For the past thirty plus years I have developed the habit of waking up as early as 5 a.m. Sometimes I am up before my alarm rings. I have always been a light sleeper but lately three to four hours of sleep is a good night for me. It all started when I was too busy working and taking care of my children and the house.

See I am a dreamer, I always have been. And at the end of a very busy day at school and at home I often would feel frustrated and angry for not finding or making time for myself to read or write. So I would wake up one hour before everyone else and have my coffee in peace and read. And at night after I would put the kids to bed, I would sit at my desk to write until I would be too tired to stay awake.

Night

I realize now that I work better under pressure. Since now that I have all the time, in fact too much free time, for myself I can’t seem to be able to produce much. Either I am lazy or I suffer from chronic procrastination, if there is such a thing. I keep postponing what I have to do. Here’s how Budd Schulberg described it:

“First, I clean my typewriter. Then I go through my shelves and return all borrowed books. Then I play with my three children. Then, if it’s warm, I go for a swim. Then I find some friends to have a drink with. By then, it’s time to clean the typewriter again.”

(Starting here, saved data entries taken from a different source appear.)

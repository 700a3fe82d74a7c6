//! Reversal generator (C14, spec §4.12).
//!
//! Given a batch of forward Q&A pairs, produces a smaller batch of reversed
//! pairs ("Paris is the capital of France" -> "what country has Paris as its
//! capital?"). Strategies are tried in a fixed order, each falling through to
//! the next on a non-match: pattern templates (five named shapes), then a
//! generic entity swap, then a relationship-antonym inversion, then a
//! last-resort generic fallback that always succeeds.

use super::types::{QAPair, QuestionType};
use regex_lite::Regex;

/// `reversal.py::REVERSAL_PATTERNS`, in match order.
fn pattern_definition(pair: &QAPair) -> Option<(String, String)> {
    let re = Regex::new(r"(?i)^what is (?:a|an|the) ([^?]+?)\??$").ok()?;
    let caps = re.captures(pair.question.trim())?;
    let term = caps.get(1)?.as_str().trim();
    Some((format!("What is the term for {}?", pair.answer.trim()), term.to_string()))
}

fn pattern_property(pair: &QAPair) -> Option<(String, String)> {
    let re = Regex::new(r"(?i)^what is the ([^?]+?) of ([^?]+?)\??$").ok()?;
    let caps = re.captures(pair.question.trim())?;
    let property = caps.get(1)?.as_str().trim();
    let entity = caps.get(2)?.as_str().trim();
    let value = pair.answer.trim();
    Some((format!("What is {value} the {property} of?"), entity.to_string()))
}

fn pattern_relationship(pair: &QAPair) -> Option<(String, String)> {
    let re = Regex::new(r"(?i)^what is the relationship between ([^?]+?) and ([^?]+?)\??$").ok()?;
    let caps = re.captures(pair.question.trim())?;
    let a = caps.get(1)?.as_str().trim();
    let b = caps.get(2)?.as_str().trim();
    Some((format!("What is the relationship between {b} and {a}?"), pair.answer.clone()))
}

fn pattern_location(pair: &QAPair) -> Option<(String, String)> {
    let re = Regex::new(r"(?i)^where is ([^?]+?) located\??$").ok()?;
    let caps = re.captures(pair.question.trim())?;
    let entity = caps.get(1)?.as_str().trim();
    Some((format!("What is located in {}?", pair.answer.trim()), entity.to_string()))
}

fn pattern_comparison(pair: &QAPair) -> Option<(String, String)> {
    let re = Regex::new(r"(?i)^is ([^?]+?) (larger|greater|bigger|smaller|better) than ([^?]+?)\??$").ok()?;
    let caps = re.captures(pair.question.trim())?;
    let left = caps.get(1)?.as_str().trim();
    let comparator = caps.get(2)?.as_str();
    let right = caps.get(3)?.as_str().trim();
    let inverse = match comparator {
        "larger" | "bigger" | "greater" => "smaller",
        "smaller" => "larger",
        "better" => "worse",
        other => other,
    };
    Some((format!("Is {right} {inverse} than {left}?"), pair.answer.clone()))
}

const NAMED_PATTERNS: &[fn(&QAPair) -> Option<(String, String)>] =
    &[pattern_definition, pattern_property, pattern_relationship, pattern_location, pattern_comparison];

/// Swaps the last capitalized token in the question with the answer, when
/// the two differ. Covers questions the named patterns don't recognize but
/// that still contain a proper-noun subject worth inverting.
fn entity_swap(pair: &QAPair) -> Option<(String, String)> {
    let entity = pair
        .question
        .split_whitespace()
        .filter(|w| w.chars().next().is_some_and(char::is_uppercase))
        .last()?
        .trim_matches(|c: char| !c.is_alphanumeric())
        .to_string();

    if entity.is_empty() || entity.eq_ignore_ascii_case(pair.answer.trim()) {
        return None;
    }
    let new_question = pair.question.replacen(&entity, pair.answer.trim(), 1);
    Some((new_question, entity))
}

/// Relationship-inversion antonym table (spec §4.S), tried against the
/// answer text in either direction.
const ANTONYMS: &[(&str, &str)] = &[
    ("causes", "is caused by"),
    ("leads to", "results from"),
    ("contains", "is contained in"),
    ("precedes", "follows"),
];

fn relationship_inversion(pair: &QAPair) -> Option<(String, String)> {
    let lower = pair.answer.to_lowercase();
    for (forward, backward) in ANTONYMS {
        if let Some(pos) = lower.find(forward) {
            let before = pair.answer[..pos].trim();
            let after = pair.answer[pos + forward.len()..].trim().trim_end_matches('.');
            return Some((format!("What {backward} {after}?"), format!("{after} {backward} {before}").trim().to_string()));
        }
        if let Some(pos) = lower.find(backward) {
            let before = pair.answer[..pos].trim();
            let after = pair.answer[pos + backward.len()..].trim().trim_end_matches('.');
            return Some((format!("What {forward} {after}?"), format!("{after} {forward} {before}").trim().to_string()));
        }
    }
    None
}

fn generic_fallback(pair: &QAPair) -> (String, String) {
    (format!("What question is answered by \"{}\"?", pair.answer.trim()), pair.question.clone())
}

/// Tries every strategy in fixed order and always returns a pair (the
/// generic fallback never fails).
fn reverse_one(pair: &QAPair) -> (String, String) {
    for pattern in NAMED_PATTERNS {
        if let Some(result) = pattern(pair) {
            return result;
        }
    }
    entity_swap(pair).or_else(|| relationship_inversion(pair)).unwrap_or_else(|| generic_fallback(pair))
}

/// Produces `round(reversal_ratio * batch.len())` reversed pairs, one per
/// eligible source pair in order, capped at the batch length.
pub fn generate_reversal_batch(batch: &[QAPair], reversal_ratio: f32) -> Vec<QAPair> {
    let eligible: Vec<&QAPair> = batch.iter().filter(|p| p.question_type != QuestionType::Reversal).collect();
    let target = ((reversal_ratio * batch.len() as f32).round() as usize).min(eligible.len());

    eligible
        .into_iter()
        .take(target)
        .map(|source| {
            let (question, answer) = reverse_one(source);
            QAPair {
                key: format!("{}-rev", source.key),
                question,
                thinking: format!("Reversal of: {}", source.question),
                answer,
                question_type: QuestionType::Reversal,
                difficulty: source.difficulty.clone(),
                confidence: source.confidence * 0.9,
                temperature_used: source.temperature_used,
                source_section: source.source_section.clone(),
                source_hash: source.source_hash.clone(),
                evidence_blocks: source.evidence_blocks.clone(),
                relationship_types: source.relationship_types.clone(),
                related_entities: source.related_entities.clone(),
                validation_score: None,
                citation_found: false,
                reversal_of: Some(source.key.clone()),
            }
        })
        .collect()
}

#[cfg(test)]
mod tests {
    use super::*;

    fn pair(question: &str, answer: &str) -> QAPair {
        QAPair {
            key: "qa-1".to_string(),
            question: question.to_string(),
            thinking: String::new(),
            answer: answer.to_string(),
            question_type: QuestionType::Factual,
            difficulty: "easy".to_string(),
            confidence: 0.8,
            temperature_used: 0.3,
            source_section: "intro".to_string(),
            source_hash: "abc".to_string(),
            evidence_blocks: vec![],
            relationship_types: vec![],
            related_entities: vec![],
            validation_score: None,
            citation_found: false,
            reversal_of: None,
        }
    }

    /// Spec §8 scenario 7, verbatim.
    #[test]
    fn scenario_capital_of_france_reverses_via_the_property_pattern() {
        let source = pair("What is the capital of France?", "Paris");
        let reversed = generate_reversal_batch(&[source], 1.0);
        assert_eq!(reversed.len(), 1);
        assert_eq!(reversed[0].question, "What is Paris the capital of?");
        assert_eq!(reversed[0].answer, "France");
        assert_eq!(reversed[0].question_type, QuestionType::Reversal);
    }

    #[test]
    fn reversal_ratio_bounds_the_output_size() {
        let batch: Vec<QAPair> = (0..10).map(|i| pair(&format!("What is the capital of Country{i}?"), "City")).collect();
        let reversed = generate_reversal_batch(&batch, 0.2);
        assert_eq!(reversed.len(), 2);
    }

    #[test]
    fn no_input_pair_in_the_batch_is_already_a_reversal() {
        let batch = vec![pair("What is the capital of France?", "Paris")];
        assert!(batch.iter().all(|p| p.question_type != QuestionType::Reversal));
        let reversed = generate_reversal_batch(&batch, 1.0);
        assert!(reversed.len() <= batch.len());
    }

    #[test]
    fn generic_fallback_always_produces_a_pair() {
        let source = pair("Describe the weather system.", "A slow-moving front.");
        let (q, a) = reverse_one(&source);
        assert!(!q.is_empty());
        assert!(!a.is_empty());
    }
}
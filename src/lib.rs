//! Plexus Hybrid: a hybrid retrieval engine and bi-temporal knowledge graph
//! over a single SQLite-backed multi-model store.
//!
//! # Core concepts
//!
//! - **Documents**: content-agnostic records with optional tags and
//!   embeddings, scoped to a collection.
//! - **Edges**: directed, bi-temporal relationships between documents, with
//!   contradiction detection and resolution.
//! - **Search**: five independent signals (lexical, semantic, tag, graph,
//!   and their weighted fusion) that return structured outcomes rather than
//!   errors for business-level failures.
//! - **Q&A generation**: a retry-bounded pipeline that derives grounded
//!   question/answer pairs (plus their reversals) from a document's corpus.

pub mod config;
pub mod corpus;
pub mod document;
pub mod embedding;
pub mod error;
pub mod graph;
pub mod llm;
pub mod mcp;
pub mod qa;
pub mod search;
pub mod storage;
pub mod vector;

pub use config::{Config, QAGenerationConfig};
pub use document::{Document, DocumentId, EmbeddingMetadata};
pub use error::{GraphError, GraphResult, RetrievalError, StoreError, StoreResult};
pub use search::hybrid::{HybridRequest, SearchContext};
pub use search::{CollectionStatus, SearchHit, SearchOutcome};

/// Library version, surfaced by the MCP server's `get_info` and the CLI's
/// `--version` flag.
pub const VERSION: &str = env!("CARGO_PKG_VERSION");
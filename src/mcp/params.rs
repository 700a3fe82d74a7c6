//! MCP tool parameter structs with schemars-derived JSON schemas.

use schemars::JsonSchema;
use serde::Deserialize;

#[derive(Debug, Deserialize, JsonSchema)]
pub struct Bm25SearchParams {
    #[schemars(description = "Free-text query")]
    pub query: String,
    #[schemars(description = "Collections to search; empty means all")]
    pub collections: Option<Vec<String>>,
    #[schemars(description = "Minimum BM25 score to keep")]
    pub min_score: Option<f32>,
    #[schemars(description = "Maximum number of results")]
    pub top_n: Option<usize>,
    #[schemars(description = "Tags every result must carry")]
    pub tags: Option<Vec<String>>,
}

#[derive(Debug, Deserialize, JsonSchema)]
pub struct SemanticSearchParams {
    #[schemars(description = "Free-text query to embed and search with")]
    pub query: String,
    #[schemars(description = "Collection to search")]
    pub collection: String,
    #[schemars(description = "Minimum cosine similarity to keep")]
    pub min_score: Option<f32>,
    #[schemars(description = "Maximum number of results")]
    pub top_n: Option<usize>,
    #[schemars(description = "Tags every result must carry")]
    pub tags: Option<Vec<String>>,
    #[schemars(description = "Attempt to repair missing/inconsistent embeddings before searching")]
    pub auto_fix_embeddings: Option<bool>,
}

#[derive(Debug, Deserialize, JsonSchema)]
pub struct TagSearchParams {
    #[schemars(description = "Collections to search; empty means all")]
    pub collections: Option<Vec<String>>,
    #[schemars(description = "Tags to match")]
    pub tags: Vec<String>,
    #[schemars(description = "Require every tag (\"all\") or any tag (\"any\"); default \"any\"")]
    pub mode: Option<String>,
    #[schemars(description = "Maximum number of results")]
    pub top_n: Option<usize>,
}

#[derive(Debug, Deserialize, JsonSchema)]
pub struct HybridSearchParams {
    #[schemars(description = "Free-text query")]
    pub query: String,
    #[schemars(description = "Collection to search")]
    pub collection: String,
    #[schemars(description = "Weight given to the lexical (BM25) signal")]
    pub bm25_weight: Option<f32>,
    #[schemars(description = "Weight given to the semantic (vector) signal")]
    pub semantic_weight: Option<f32>,
    #[schemars(description = "Weight given to the graph-traversal signal")]
    pub graph_weight: Option<f32>,
    #[schemars(description = "Whether to seed and fuse in the graph-traversal signal")]
    pub use_graph: Option<bool>,
    #[schemars(description = "Tags every result must carry")]
    pub tags: Option<Vec<String>>,
    #[schemars(description = "Maximum number of results")]
    pub top_n: Option<usize>,
}

#[derive(Debug, Deserialize, JsonSchema)]
pub struct GraphTraverseParams {
    #[schemars(description = "Document ids to start traversal from")]
    pub start_ids: Vec<String>,
    #[schemars(description = "Maximum traversal depth, hard-capped at 3")]
    pub max_depth: Option<u32>,
    #[schemars(description = "Relationship types to follow; empty means all")]
    pub relationship_types: Option<Vec<String>>,
}

#[derive(Debug, Deserialize, JsonSchema)]
pub struct ValidateAnswerParams {
    #[schemars(description = "Candidate answer text to check for corpus grounding")]
    pub answer: String,
    #[schemars(description = "Document id the answer should be grounded in")]
    pub document_id: String,
}
//! Embedding service contract (C1, external collaborator — spec §6 item 2).
//!
//! `Embedder` is the trait every embedding-dependent component (C2, C5, C13)
//! programs against. The default build ships [`MockEmbedder`], a
//! deterministic hash-based embedder good enough for tests and for running
//! the crate without downloading a model; the `embeddings` feature swaps in
//! [`FastEmbedEmbedder`], mirroring the way the teacher gates its
//! `FastEmbedEmbedder` behind the same feature.

use async_trait::async_trait;
use std::collections::hash_map::DefaultHasher;
use std::hash::{Hash, Hasher};

#[derive(Debug, Clone, thiserror::Error)]
pub enum EmbeddingError {
    #[error("embedding model returned no results")]
    EmptyResult,
    #[error("embedding model error: {0}")]
    ModelError(String),
}

/// `embed(text) -> vector<f32>` (spec §6): a fixed-dimension vector for the
/// configured model. Failure is represented as `Err`, which C5/C13 treat as
/// a `ProviderFailure` business error rather than an infrastructure panic.
#[async_trait]
pub trait Embedder: Send + Sync {
    async fn embed(&self, text: &str) -> Result<Vec<f32>, EmbeddingError>;

    async fn embed_batch(&self, texts: &[String]) -> Result<Vec<Vec<f32>>, EmbeddingError> {
        let mut out = Vec::with_capacity(texts.len());
        for text in texts {
            out.push(self.embed(text).await?);
        }
        Ok(out)
    }

    fn model_name(&self) -> &str;
    fn dimensions(&self) -> usize;
}

/// Deterministic, dependency-free stand-in for a real embedding model.
/// Hashes overlapping trigrams of the input into a fixed-width vector so that
/// similar text produces similar (not identical) vectors — enough signal for
/// semantic-search tests without needing model weights on disk.
pub struct MockEmbedder {
    dimensions: usize,
    model_name: String,
}

impl MockEmbedder {
    pub fn new(dimensions: usize) -> Self {
        Self {
            dimensions,
            model_name: "mock-hash-embedder".to_string(),
        }
    }
}

impl Default for MockEmbedder {
    fn default() -> Self {
        Self::new(768)
    }
}

#[async_trait]
impl Embedder for MockEmbedder {
    async fn embed(&self, text: &str) -> Result<Vec<f32>, EmbeddingError> {
        if text.trim().is_empty() {
            return Err(EmbeddingError::EmptyResult);
        }
        let mut vector = vec![0.0f32; self.dimensions];
        let normalized = text.to_lowercase();
        let bytes: Vec<char> = normalized.chars().collect();
        let window = 3usize;
        if bytes.len() < window {
            let mut hasher = DefaultHasher::new();
            normalized.hash(&mut hasher);
            let bucket = (hasher.finish() as usize) % self.dimensions;
            vector[bucket] = 1.0;
        } else {
            for gram in bytes.windows(window) {
                let mut hasher = DefaultHasher::new();
                gram.hash(&mut hasher);
                let bucket = (hasher.finish() as usize) % self.dimensions;
                vector[bucket] += 1.0;
            }
        }
        let norm: f32 = vector.iter().map(|x| x * x).sum::<f32>().sqrt();
        if norm > 0.0 {
            for x in vector.iter_mut() {
                *x /= norm;
            }
        }
        Ok(vector)
    }

    fn model_name(&self) -> &str {
        &self.model_name
    }

    fn dimensions(&self) -> usize {
        self.dimensions
    }
}

#[cfg(feature = "embeddings")]
mod fastembed_impl {
    use super::{Embedder, EmbeddingError};
    use async_trait::async_trait;
    use fastembed::{EmbeddingModel, InitOptions, TextEmbedding};
    use std::sync::Mutex;

    /// Production embedder backed by fastembed (ONNX Runtime). Wrapped in a
    /// `Mutex` because `TextEmbedding::embed` takes `&mut self` while
    /// `Embedder` is `&self`.
    pub struct FastEmbedEmbedder {
        model: Mutex<TextEmbedding>,
        dimensions: usize,
        model_name: String,
    }

    impl FastEmbedEmbedder {
        pub fn new(model: EmbeddingModel, dimensions: usize) -> Result<Self, EmbeddingError> {
            let model_name = format!("{model:?}");
            let options = InitOptions::new(model).with_show_download_progress(false);
            let embedding =
                TextEmbedding::try_new(options).map_err(|e| EmbeddingError::ModelError(e.to_string()))?;
            Ok(Self { model: Mutex::new(embedding), dimensions, model_name })
        }

        pub fn default_model() -> Result<Self, EmbeddingError> {
            Self::new(EmbeddingModel::NomicEmbedTextV15, 768)
        }
    }

    #[async_trait]
    impl Embedder for FastEmbedEmbedder {
        async fn embed(&self, text: &str) -> Result<Vec<f32>, EmbeddingError> {
            let mut model = self.model.lock().unwrap();
            let embeddings = model
                .embed(vec![text], None)
                .map_err(|e| EmbeddingError::ModelError(e.to_string()))?;
            embeddings.into_iter().next().ok_or(EmbeddingError::EmptyResult)
        }

        fn model_name(&self) -> &str {
            &self.model_name
        }

        fn dimensions(&self) -> usize {
            self.dimensions
        }
    }
}

#[cfg(feature = "embeddings")]
pub use fastembed_impl::FastEmbedEmbedder;

#[cfg(test)]
mod tests {
    use super::*;

    #[tokio::test]
    async fn mock_embedder_rejects_empty_text() {
        let embedder = MockEmbedder::new(16);
        assert!(embedder.embed("").await.is_err());
    }

    #[tokio::test]
    async fn mock_embedder_is_deterministic() {
        let embedder = MockEmbedder::new(32);
        let a = embedder.embed("hello world").await.unwrap();
        let b = embedder.embed("hello world").await.unwrap();
        assert_eq!(a, b);
        assert_eq!(a.len(), 32);
    }
}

But then there were all those successful writers who had weird writing habits that worked for them.

The late Maya Angelou kept a hotel room where she wrote. She asked not to be disturbed and she always had a Bible and a bottle of sherry.

When George M. Cohan needed a script he bought a train ticket and spent the entire trip writing. He could dash off 140 pages between New York and Chicago.

John Cheever would put on his one suit and take the elevator to a windowless basement storage room in his New York apartment house. “I hung my suit on a hanger and would write until nightfall. Then I dressed and returned to our apartment. I wrote many of my stories in boxer shorts.” He told a reporter in an interview.

“I only write when I am inspired. And I see to it that I am inspired at 9 a.m. every morning.” wrote Peter R. de Vries

Isaac Asimov rose at 6 a.m. and wrote until 10 p.m. He wrote over 500 books during his career.

Philip Roth on the other hand, claims it can take as long as six months to produce what he considers an acceptable page.

Asked by a journalist during an interview, “Where’s the best place to write?” Dorothy Parker joked, “In your head.”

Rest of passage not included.